Well, the regex and split will certainly work. I'd like to provide two more options for you.
The first uses index and substr. This has the advantage of being very fast (often faster than regex -- regexes can do more, though). I don't know if it's faster than split (probably not), but there may be reasons for you to use it.

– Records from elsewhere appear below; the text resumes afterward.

//! Normalizes the control plane's dual sync/async submit responses.
//!
//! A submit call may answer `200 OK` with a result that is already usable, or
//! `202 Accepted` with a handle to poll. [`resolve`] turns either shape into a
//! [`Submission`] exactly once, at the boundary.

use std::fmt;

use crate::api::models::{Task, ValidationResult};
use crate::api::Envelope;
use crate::error::{FleetError, Result};

#[derive(Debug, Clone, Copy, PartialEq, Eq)]
pub enum OperationKind {
    Validation,
    Generation,
}

impl fmt::Display for OperationKind {
    fn fmt(&self, f: &mut fmt::Formatter<'_>) -> fmt::Result {
        match self {
            OperationKind::Validation => f.write_str("validation"),
            OperationKind::Generation => f.write_str("generation"),
        }
    }
}

/// A submitted operation that still has to be waited on.
///
/// The id is never empty; the fields are private so a pending operation
/// cannot change after it has been resolved.
#[derive(Debug, Clone, PartialEq, Eq)]
pub struct PendingOperation {
    id:   String,
    kind: OperationKind,
}

impl PendingOperation {
    pub fn new(id: impl Into<String>, kind: OperationKind) -> Result<Self> {
        let id = id.into();
        if id.trim().is_empty() {
            return Err(FleetError::InvalidResponse(format!(
                "{kind} response carries an empty operation id"
            )));
        }
        Ok(PendingOperation { id, kind })
    }

    pub fn id(&self) -> &str {
        &self.id
    }

    pub fn kind(&self) -> OperationKind {
        self.kind
    }
}

impl fmt::Display for PendingOperation {
    fn fmt(&self, f: &mut fmt::Formatter<'_>) -> fmt::Result {
        write!(f, "{} {}", self.kind, self.id)
    }
}

/// Exactly one of: a result that needs no polling, or an operation to poll.
#[derive(Debug, Clone, PartialEq)]
pub enum Submission<T> {
    Immediate(T),
    Pending(PendingOperation),
}

/// Payloads that can name the operation they belong to.
pub trait OperationHandle {
    fn operation_id(&self) -> Option<&str>;
}

impl OperationHandle for ValidationResult {
    fn operation_id(&self) -> Option<&str> {
        self.validation_id.as_deref()
    }
}

impl OperationHandle for Task {
    fn operation_id(&self) -> Option<&str> {
        Some(self.id.as_str())
    }
}

/// Resolve a submit envelope.
///
/// The accepted branch wins when present and must carry a non-empty id.
/// A lone sync branch is returned as-is. An envelope with neither branch is
/// a contract violation and is never retried.
pub fn resolve<T: OperationHandle>(envelope: Envelope<T>, kind: OperationKind) -> Result<Submission<T>> {
    if let Some(accepted) = envelope.accepted {
        let id = accepted.operation_id().unwrap_or_default();
        return PendingOperation::new(id, kind).map(Submission::Pending);
    }
    match envelope.sync {
        Some(result) => Ok(Submission::Immediate(result)),
        None => Err(FleetError::InvalidResponse(format!(
            "{kind} response carries neither a result nor an accepted task"
        ))),
    }
}

#[cfg(test)]
mod tests {
    use super::*;
    use crate::api::models::{TaskStatus, ValidationStatus};

    fn validation(id: Option<&str>, status: ValidationStatus) -> ValidationResult {
        ValidationResult {
            validation_id:        id.map(String::from),
            overall_status:       status,
            per_resource_results: vec![],
        }
    }

    #[test]
    fn accepted_branch_becomes_pending() {
        let env = Envelope::accepted(validation(Some("V1"), ValidationStatus::InProgress));
        let sub = resolve(env, OperationKind::Validation).unwrap();
        match sub {
            Submission::Pending(op) => {
                assert_eq!(op.id(), "V1");
                assert_eq!(op.kind(), OperationKind::Validation);
            }
            other => panic!("expected pending, got {other:?}"),
        }
    }

    #[test]
    fn accepted_branch_wins_over_sync() {
        let env = Envelope {
            sync:     Some(validation(Some("S"), ValidationStatus::Succeeded)),
            accepted: Some(validation(Some("A"), ValidationStatus::InProgress)),
        };
        let sub = resolve(env, OperationKind::Validation).unwrap();
        assert!(matches!(sub, Submission::Pending(ref op) if op.id() == "A"));
    }

    #[test]
    fn sync_branch_is_immediate() {
        let env = Envelope::sync(validation(None, ValidationStatus::Succeeded));
        let sub = resolve(env, OperationKind::Validation).unwrap();
        assert!(matches!(sub, Submission::Immediate(_)));
    }

    #[test]
    fn empty_envelope_is_invalid() {
        let env: Envelope<Task> = Envelope { sync: None, accepted: None };
        let err = resolve(env, OperationKind::Generation).unwrap_err();
        assert!(matches!(err, FleetError::InvalidResponse(_)));
    }

    #[test]
    fn accepted_without_id_is_invalid() {
        let env = Envelope::accepted(Task {
            id:     String::new(),
            name:   None,
            status: TaskStatus::Pending,
            errors: vec![],
        });
        let err = resolve(env, OperationKind::Generation).unwrap_err();
        assert!(matches!(err, FleetError::InvalidResponse(_)));

        let env = Envelope::accepted(validation(None, ValidationStatus::InProgress));
        assert!(resolve(env, OperationKind::Validation).is_err());
    }
}
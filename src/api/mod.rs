//! Control-plane RPC boundary.
//!
//! The certificate core only ever talks to the fleet manager through the
//! [`ControlPlane`] trait; [`client::HttpControlPlane`] is the REST
//! implementation used by the binary.

pub mod client;
pub mod models;

#[cfg(test)]
pub mod fake;

use async_trait::async_trait;

use crate::error::Result;
use models::{
    Certificate, CertificatesGenerationSpec, Domain, Page, ResourceCertificateSpec, Task,
    ValidationResult,
};

/// A submit response that may carry a synchronous result, an accepted
/// (asynchronous) result, both, or neither.
///
/// The HTTP layer maps `200 OK` to `sync` and `202 Accepted` to `accepted`.
#[derive(Debug, Clone, PartialEq)]
pub struct Envelope<T> {
    pub sync:     Option<T>,
    pub accepted: Option<T>,
}

impl<T> Envelope<T> {
    pub fn sync(payload: T) -> Self {
        Envelope { sync: Some(payload), accepted: None }
    }

    pub fn accepted(payload: T) -> Self {
        Envelope { sync: None, accepted: Some(payload) }
    }
}

/// Operations consumed from the fleet manager.
#[async_trait]
pub trait ControlPlane: Send + Sync {
    async fn submit_validation(
        &self,
        domain_id: &str,
        specs:     &[ResourceCertificateSpec],
    ) -> Result<Envelope<ValidationResult>>;

    async fn get_validation_status(&self, validation_id: &str) -> Result<ValidationResult>;

    async fn submit_generation(
        &self,
        domain_id: &str,
        spec:      &CertificatesGenerationSpec,
    ) -> Result<Envelope<Task>>;

    async fn get_task(&self, task_id: &str) -> Result<Task>;

    async fn list_certificates(&self, domain_id: &str) -> Result<Page<Certificate>>;

    async fn list_domains(&self) -> Result<Page<Domain>>;
}
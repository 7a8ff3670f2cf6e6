//! Read-only certificate lookups. One round trip per call, no polling.

use log::debug;

use crate::api::models::Certificate;
use crate::api::ControlPlane;
use crate::error::Result;

pub struct CertificateQueryEngine<'a, C: ControlPlane + ?Sized> {
    control_plane: &'a C,
}

impl<'a, C: ControlPlane + ?Sized> CertificateQueryEngine<'a, C> {
    pub fn new(control_plane: &'a C) -> Self {
        CertificateQueryEngine { control_plane }
    }

    /// All certificates known for `domain_id`. An empty domain is not an error.
    pub async fn list_by_domain(&self, domain_id: &str) -> Result<Vec<Certificate>> {
        debug!("listing certificates for domain {domain_id}");
        let page = self.control_plane.list_certificates(domain_id).await?;

        if page.elements.is_empty() {
            debug!("no certificates found for domain {domain_id}");
        }
        for (i, cert) in page.elements.iter().enumerate() {
            match serde_json::to_string_pretty(cert) {
                Ok(json) => debug!("certificate {}: {json}", i + 1),
                Err(e)   => debug!("certificate {}: not serializable: {e}", i + 1),
            }
        }
        Ok(page.elements)
    }

    /// The certificate issued to `resource_fqdn`, if any.
    ///
    /// `Ok(None)` means the listing succeeded and nothing matched; a failed
    /// listing is returned as an error.
    pub async fn find_by_resource(
        &self,
        domain_id:     &str,
        resource_fqdn: &str,
    ) -> Result<Option<Certificate>> {
        let certs = self.list_by_domain(domain_id).await?;
        Ok(certs
            .into_iter()
            .find(|c| c.issued_to.as_deref() == Some(resource_fqdn)))
    }
}
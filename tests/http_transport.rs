use std::net::TcpListener;
use std::time::Duration;

use tunefinder_cli::transport::HttpTransport;
use tunefinder_cli::{Executor, Request, RetryPolicy, TransportError};

/// Address of a port that was free a moment ago and now has no listener.
fn closed_port_url() -> String {
    let listener = TcpListener::bind("127.0.0.1:0").expect("must bind probe listener");
    let addr = listener.local_addr().expect("must have local addr");
    drop(listener);
    format!("http://{addr}/songs")
}

#[test]
fn refused_connection_is_a_transport_failure() {
    let transport = HttpTransport::new(Duration::from_secs(5)).expect("client builds");
    let exec = Executor::new(transport).with_policy(RetryPolicy {
        max_attempts: 3,
        backoff_unit: Duration::ZERO,
    });
    let url = closed_port_url();

    let failure = exec.execute(&Request::get(url.clone())).unwrap_err();

    assert_eq!(failure.url, url);
    assert_eq!(failure.attempt, 1);
    assert!(matches!(failure.source, TransportError::Http(_)));
}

my $string = '(<some word> | No Qualifier | <some word> | <some word>'
+;
my $start = index( $string, '|' ); # find first pipe position
my $end = index( $string, '|', $start+1 ); # find next pipe position
my $qualifier = substr( $string, $start, $end-$start+1 ); # extract
The second suggestion I have is a bit more robust, and leverages the module Text::CSV_XS. You'd use this approach if you have, e.g. a file of lines that look like your example -- and especially if you're interested in more than one field in that line, and/or if your data might have escaped pipes in it.
use IO::File;
use Text::CSV_XS;
my $csv = Text::CSV_XS->new({ sep_char=>'|' });
my $io = IO::File->new('myfile.piped.txt', '<') or die "Can't read fi
+le: $!\n";
until ($io->eof) {
my $row = $csv->getline($io); # read and parse line into an ARRAY
+ref
print "Second field says: ", $row->[1], "\n";
}
Even if your data isn't in a file, Text::CSV_XS can parse it for you; it's worth looking into.